Von Irland bis Süditalien

Das Publikum des ersten Freitag-Konzerts war das lauteste: Rund 100 Kinder und Erwachsene freuten sich auf Hoppelihopp & Lotta – den Hasen und seine beste Freundin, das lustige Huhn. Die beiden Schwestern Katrin (Gesang, Gitarre, Ukulele, Cajon) und Eva Zihlmann (Gesang, Ukulele, Handorgel) sowie Jürg Nietlispach (Bass, Halszither) erzählten singend Geschichten rund um das tierische Duo. Dabei zogen sie das Publikum mit ein: die Kinder tanzten und sangen. Dass die drei auf der Bühne zurecht ans Stimmen Festival eingeladen wurden, bewiesen sie unter anderem mit ihrem oft zwei- und mitunter dreistimmigen Gesang. Der Kontrabass sorgte derweil für Boden und eine gehörige Portion Groove.

Das Stimmfenster gestaltete Pet Owner. Sie nennt ihre Musik Bubblegum-Pop. Eine treffende Beschreibung. Oft begleitet die Luzernerin ihre klare Stimme mit einer elektrischen Garcia-Gitarre.
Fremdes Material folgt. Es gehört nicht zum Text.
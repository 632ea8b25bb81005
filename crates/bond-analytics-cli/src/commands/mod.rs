pub mod report;
pub mod summarize;
use serde_json::Value;
use std::fs;
use std::path::{Path, PathBuf};

/// Read a JSON file as a generic serde_json::Value.
pub fn read_json_value(path: &str) -> Result<Value, Box<dyn std::error::Error>> {
    let canonical = resolve_path(path)?;
    if !canonical.exists() {
        return Err(format!("File not found: {}", canonical.display()).into());
    }
    if !canonical.is_file() {
        return Err(format!("Not a file: {}", canonical.display()).into());
    }
    let contents = fs::read_to_string(&canonical)
        .map_err(|e| format!("Failed to read '{}': {}", canonical.display(), e))?;
    let value: Value = serde_json::from_str(&contents)
        .map_err(|e| format!("Failed to parse '{}': {}", canonical.display(), e))?;
    Ok(value)
}

/// Anchor a relative path at the working directory.
pub fn resolve_path(path: &str) -> Result<PathBuf, Box<dyn std::error::Error>> {
    let p = Path::new(path);
    if p.is_absolute() {
        Ok(p.to_path_buf())
    } else {
        Ok(std::env::current_dir()?.join(p))
    }
}
use chrono::{Local, NaiveDate};
use clap::Args;
use serde_json::Value;
use tracing::info;

use bond_analytics_core::fixed_income::loader::LoaderConfig;
use bond_analytics_core::portfolio::report;

use crate::input;

/// Arguments for the bond report
#[derive(Args)]
pub struct ReportArgs {
    /// Path to the bond CSV (a missing file yields an empty report)
    #[arg(long, env = "BONDS_CSV", default_value = "data/bonds.csv")]
    pub csv: String,

    /// Write the JSON report here instead of printing it
    #[arg(long, env = "BONDS_OUT")]
    pub out: Option<String>,

    /// Reference date for years to maturity, YYYY-MM-DD (default: today)
    #[arg(long, env = "BONDS_AS_OF")]
    pub as_of: Option<NaiveDate>,

    /// Coupon payments per year for the duration estimate: 1, 2, 4, or 12
    #[arg(long, default_value = "2")]
    pub frequency: u32,
}

pub fn run_report(args: ReportArgs) -> Result<Value, Box<dyn std::error::Error>> {
    let as_of = args.as_of.unwrap_or_else(|| Local::now().date_naive());
    let config = LoaderConfig::new(as_of).with_frequency(args.frequency)?;

    info!("Reading bonds from {}", args.csv);
    let rows = input::csv_file::read_rows(&args.csv)?;
    let result = report::build_report(&rows, &config);
    info!("Enriched {} bonds as of {}", result.summary.count, as_of);

    Ok(serde_json::to_value(result)?)
}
Gleichzeitig kommen Drummachines aus den 1980ern zum Einsatz. Zusammen mit verschiedenen Synths sorgten sie für die experimentelle Seite des Sets. Vogelgezwitscher war zu hören, eine Drehorgel oder spacige Effekte. In einem Lied generierte ein Effektpedal eine zweite, männliche Stimme. Die präsentierten Songs stammten vom Debut-Album Natural Behaviour. Sie passten hervorragend zum intimen Setting des Stimmfensters im Singsaal.

Rufous Nightjar sorgten für die Überraschung des Tages. Lange war nicht klar, ob es die drei Frauen nach Ettiswil schaffen. Am Abend zuvor waren Branwen Kavanagh, Anna Ling und Hannah Partridge in London gestrandet – ihr Flug gecancelt. Sie standen pünktlich auf der Bühne der Büelacherhalle und verzauberten das Publikum vom ersten Ton an. Es war ihr erster Auftritt in dieser Konstellation – noch am Flughafen und im Zug feilten sie an ihrem Gesang. Das Resultat überzeugte vollends, mehrheitlich sangen die drei ohne instrumentale Begleitung. Geschrieben hat die Three-Part-Harmony-Songs in der irischen Tradition Branwen Kavanagh. Daneben gab das Trio auch Klassiker wie Wade In The Water, einen Spiritual aus den US-Südstaaten. Das Publikum war eingeladen, mitzusingen. Und tat es. Auch bei einem Joik – dem mit dem Jodel verwandten traditionellen Gesang der Samen – banden die drei Frauen ihre Gäste ein. Mit deren Gesangskünste waren sie sehr zufrieden. Umgekehrt verhielt es sich gleich.

Den Saal mitsingen liess auch der vierte Act des Samstags: Blind Boy de Vita. In seiner Interpretation des Queen-Klassikers Sombody To Love zog er die Zuhörenden mit ein. Zusammen mit Angie Magaso (Bass) und Simon Gautsch (Schlagzeug) lieferte er das rockigste Set des diesjährigen Festivals – wobei die Bandmitglieder für zwei weitere Stimmen sorgten. Frontmann Blind Boy hat süditalienische Wurzeln und ist von imposanter Statur; seine kolossale Mähne schwingt er bei Bedarf in bester Rockmanier. Nicht minder beeindruckend ist die Bassbariton-Stimme des Hünen. Dass er Gitarre studiert hat, ist ebenfalls gut hörbar. Zu Beginn und am Schluss des Sets war der Sound rockig und bluesig. Dazwischen wurde es ruhig. Diesen Teil bestritt Blind Boy im Alleingang. Mit akustischer Gitarre spielte er feinfühlige Songs, unter anderem ein Lied, das bei einem Aufenthalt im Senegal entstanden und entsprechend beeinflusst ist. Meist sang Blind Boy englisch, oft italienisch oder im Dialekt seiner Heimat Apulien. Auch das ist ein Zeichen für die grosse Vielfalt des Luzerner Musikers. (David Koller)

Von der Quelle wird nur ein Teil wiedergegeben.